Morgan started college as an art history major at the University of Florida in Gainesville. Despite her love of literature, art, and music, she began loading up on math courses and decided that engineering might provide more of the kinds of opportunities she wanted. Her mother, a travel agent, recommended materials engineering based on her business contacts. Morgan went on to earn both her bachelor’s and master’s degrees in materials science engineering.
Her first job after college was in durability, damage tolerance, and fleet maintenance supporting the F-16 fighter jet program at Lockheed Aeronautics in Fort Worth, Texas. Then the Space Shuttle Columbia accident happened, which drew her to the recovery effort.
She moved from the company’s Texas operation to its shuttle external tank operation at NASA’s Michoud Assembly Facility in New Orleans. There, she investigated the external tank foam insulation as part of the work to return the shuttle to flight. Later, she found a laboratory job at Marshall, testing materials for various projects, including the RS-25 engine that once powered the space shuttle and now is the main engine for SLS flights to deep space.
Seeking experience beyond her lab work, Morgan transferred to a Marshall group looking at the center’s strengths and where it should focus for the future. One of her projects was an early study of additive manufacturing and its possibilities for rocket engine development.

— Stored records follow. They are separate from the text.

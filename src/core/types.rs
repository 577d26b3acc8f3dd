//! core::types
//!
//! Strong types for core domain concepts.
//!
//! # Types
//!
//! - [`AssetName`] - Validated asset name, usable as a directory name
//! - [`Timestamp`] - Fixed-format, lexicographically sortable timestamp
//!
//! # Validation
//!
//! These types enforce validity at construction time. Invalid values
//! cannot be represented, preventing entire classes of bugs.
//!
//! # Examples
//!
//! ```
//! use snapvault::core::types::{AssetName, Timestamp};
//!
//! let name = AssetName::new("syslog").unwrap();
//! assert_eq!(name.as_str(), "syslog");
//!
//! // Path separators and dot-names are rejected
//! assert!(AssetName::new("logs/syslog").is_err());
//! assert!(AssetName::new("..").is_err());
//!
//! let ts = Timestamp::parse("20260825-101530").unwrap();
//! assert!(ts.with_serial(1).unwrap() > ts);
//! ```

use chrono::Local;
use serde::{Deserialize, Serialize};
use thiserror::Error;

/// Errors from type validation.
#[derive(Debug, Error, PartialEq, Eq)]
pub enum TypeError {
    #[error("invalid asset name: {0}")]
    InvalidAssetName(String),

    #[error("invalid timestamp: {0}")]
    InvalidTimestamp(String),
}

/// A validated asset name.
///
/// The name becomes a directory component under the root directory, so
/// it must be safe to use as a single path segment:
/// - Cannot be empty
/// - Cannot be `.` or `..`
/// - Cannot start with `.`
/// - Cannot contain `/`, `\`, or NUL
///
/// # Example
///
/// ```
/// use snapvault::core::types::AssetName;
///
/// let name = AssetName::new("nginx-conf").unwrap();
/// assert_eq!(name.as_str(), "nginx-conf");
///
/// assert!(AssetName::new("").is_err());
/// assert!(AssetName::new(".hidden").is_err());
/// assert!(AssetName::new("a/b").is_err());
/// ```
#[derive(Debug, Clone, PartialEq, Eq, Hash, Serialize, Deserialize)]
#[serde(try_from = "String", into = "String")]
pub struct AssetName(String);

impl AssetName {
    /// Create a new validated asset name.
    ///
    /// # Errors
    ///
    /// Returns `TypeError::InvalidAssetName` if the name is not a safe
    /// single path segment.
    pub fn new(name: impl Into<String>) -> Result<Self, TypeError> {
        let name = name.into();
        Self::validate(&name)?;
        Ok(Self(name))
    }

    fn validate(name: &str) -> Result<(), TypeError> {
        if name.is_empty() {
            return Err(TypeError::InvalidAssetName(
                "asset name cannot be empty".into(),
            ));
        }
        if name == "." || name == ".." {
            return Err(TypeError::InvalidAssetName(format!(
                "asset name cannot be '{name}'"
            )));
        }
        if name.starts_with('.') {
            return Err(TypeError::InvalidAssetName(
                "asset name cannot start with '.'".into(),
            ));
        }
        if name.contains('/') || name.contains('\\') || name.contains('\0') {
            return Err(TypeError::InvalidAssetName(
                "asset name cannot contain path separators or NUL".into(),
            ));
        }
        Ok(())
    }

    /// Get the name as a string slice.
    pub fn as_str(&self) -> &str {
        &self.0
    }
}

impl TryFrom<String> for AssetName {
    type Error = TypeError;

    fn try_from(value: String) -> Result<Self, Self::Error> {
        Self::new(value)
    }
}

impl From<AssetName> for String {
    fn from(name: AssetName) -> Self {
        name.0
    }
}

impl std::fmt::Display for AssetName {
    fn fmt(&self, f: &mut std::fmt::Formatter<'_>) -> std::fmt::Result {
        write!(f, "{}", self.0)
    }
}

/// Legacy timestamp format: date and time at second resolution.
const TIMESTAMP_FORMAT: &str = "%Y%m%d-%H%M%S";

/// A fixed-format timestamp used as both file name and sort key.
///
/// The base form is `YYYYmmdd-HHMMSS` in local time, matching the legacy
/// on-disk layout. Two commits within the same second would collide on
/// the base form, so [`Timestamp::with_serial`] appends a zero-padded
/// `-NNN` suffix. ASCII `-` sorts below the digits, so for any second S:
///
/// ```text
/// S < S-001 < S-002 < ... < S+1
/// ```
///
/// and lexicographic order on the string form remains chronological.
///
/// # Example
///
/// ```
/// use snapvault::core::types::Timestamp;
///
/// let ts = Timestamp::parse("20260825-101530").unwrap();
/// assert_eq!(ts.as_str(), "20260825-101530");
///
/// let first = ts.with_serial(1).unwrap();
/// let second = ts.with_serial(2).unwrap();
/// assert_eq!(first.as_str(), "20260825-101530-001");
/// assert!(ts < first && first < second);
/// assert!(second < Timestamp::parse("20260825-101531").unwrap());
/// ```
#[derive(Debug, Clone, PartialEq, Eq, PartialOrd, Ord, Hash, Serialize, Deserialize)]
#[serde(try_from = "String", into = "String")]
pub struct Timestamp(String);

impl Timestamp {
    /// Capture the current local time at second resolution.
    pub fn now() -> Self {
        Self(Local::now().format(TIMESTAMP_FORMAT).to_string())
    }

    /// Parse a timestamp from its string form.
    ///
    /// Accepts the base form `YYYYmmdd-HHMMSS` and the serial-suffixed
    /// form `YYYYmmdd-HHMMSS-NNN`.
    ///
    /// # Errors
    ///
    /// Returns `TypeError::InvalidTimestamp` if the string does not match
    /// either form.
    pub fn parse(s: impl Into<String>) -> Result<Self, TypeError> {
        let s = s.into();
        Self::validate(&s)?;
        Ok(Self(s))
    }

    fn validate(s: &str) -> Result<(), TypeError> {
        if !s.is_ascii() {
            return Err(TypeError::InvalidTimestamp(format!(
                "timestamp must be ASCII: {s}"
            )));
        }
        let (base, serial) = match s.len() {
            15 => (s, None),
            19 => {
                let (base, rest) = s.split_at(15);
                (base, Some(rest))
            }
            _ => {
                return Err(TypeError::InvalidTimestamp(format!(
                    "unexpected length {}: {s}",
                    s.len()
                )))
            }
        };

        if chrono::NaiveDateTime::parse_from_str(base, TIMESTAMP_FORMAT).is_err() {
            return Err(TypeError::InvalidTimestamp(format!(
                "not a {TIMESTAMP_FORMAT} timestamp: {s}"
            )));
        }

        if let Some(serial) = serial {
            let digits = &serial[1..];
            if !serial.starts_with('-') || !digits.chars().all(|c| c.is_ascii_digit()) {
                return Err(TypeError::InvalidTimestamp(format!(
                    "malformed serial suffix: {s}"
                )));
            }
        }

        Ok(())
    }

    /// Largest serial suffix. The suffix field is three digits wide; a
    /// wider serial would sort before `-999` and break the ordering
    /// guarantee, so it is rejected instead.
    pub const MAX_SERIAL: u32 = 999;

    /// Derive a collision-disambiguated timestamp for the same second.
    ///
    /// Any existing serial suffix is replaced, so this can be called in a
    /// loop with increasing `serial` until a free name is found.
    ///
    /// # Errors
    ///
    /// Returns `TypeError::InvalidTimestamp` if `serial` exceeds
    /// [`Timestamp::MAX_SERIAL`].
    pub fn with_serial(&self, serial: u32) -> Result<Self, TypeError> {
        if serial > Self::MAX_SERIAL {
            return Err(TypeError::InvalidTimestamp(format!(
                "serial suffix {serial} exceeds {}",
                Self::MAX_SERIAL
            )));
        }
        let base = &self.0[..15];
        Ok(Self(format!("{base}-{serial:03}")))
    }

    /// Get the timestamp as a string slice.
    pub fn as_str(&self) -> &str {
        &self.0
    }
}

impl TryFrom<String> for Timestamp {
    type Error = TypeError;

    fn try_from(value: String) -> Result<Self, Self::Error> {
        Self::parse(value)
    }
}

impl From<Timestamp> for String {
    fn from(ts: Timestamp) -> Self {
        ts.0
    }
}

impl std::fmt::Display for Timestamp {
    fn fmt(&self, f: &mut std::fmt::Formatter<'_>) -> std::fmt::Result {
        write!(f, "{}", self.0)
    }
}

Having seen Marshall’s work from the lab and center-level, she wondered how those areas applied to a spaceflight project.
“How do these big projects get done?” she recalled thinking before joining the SLS Liquid Engines Office.
It’s challenging in that there’s lots of people, lots of stakeholders, lots of interests. Balancing them all is a challenge, and I like it.
Kristin Morgan
Contracting Officer’s Representative for the SLS Liquid Engine Office
She found the answer to her question as the Contracting Officer’s Representative for the SLS Liquid Engine Office, managing contracts for flight engines incorporating the additive manufacturing technology she helped nurture.
Currently, 24 new RS-25 engines are in production for missions beginning with Artemis V, employing additive manufacturing and other updated technologies and materials to make the engine 30% more affordable than the ones modified for use on earlier Artemis missions.
“I think I’m on the right path,” Morgan said. “I never know where that path is going to lead. To me this has been a natural progression. People throw around the word ‘passion,’ but I love working with NASA and the Space Launch System Program.”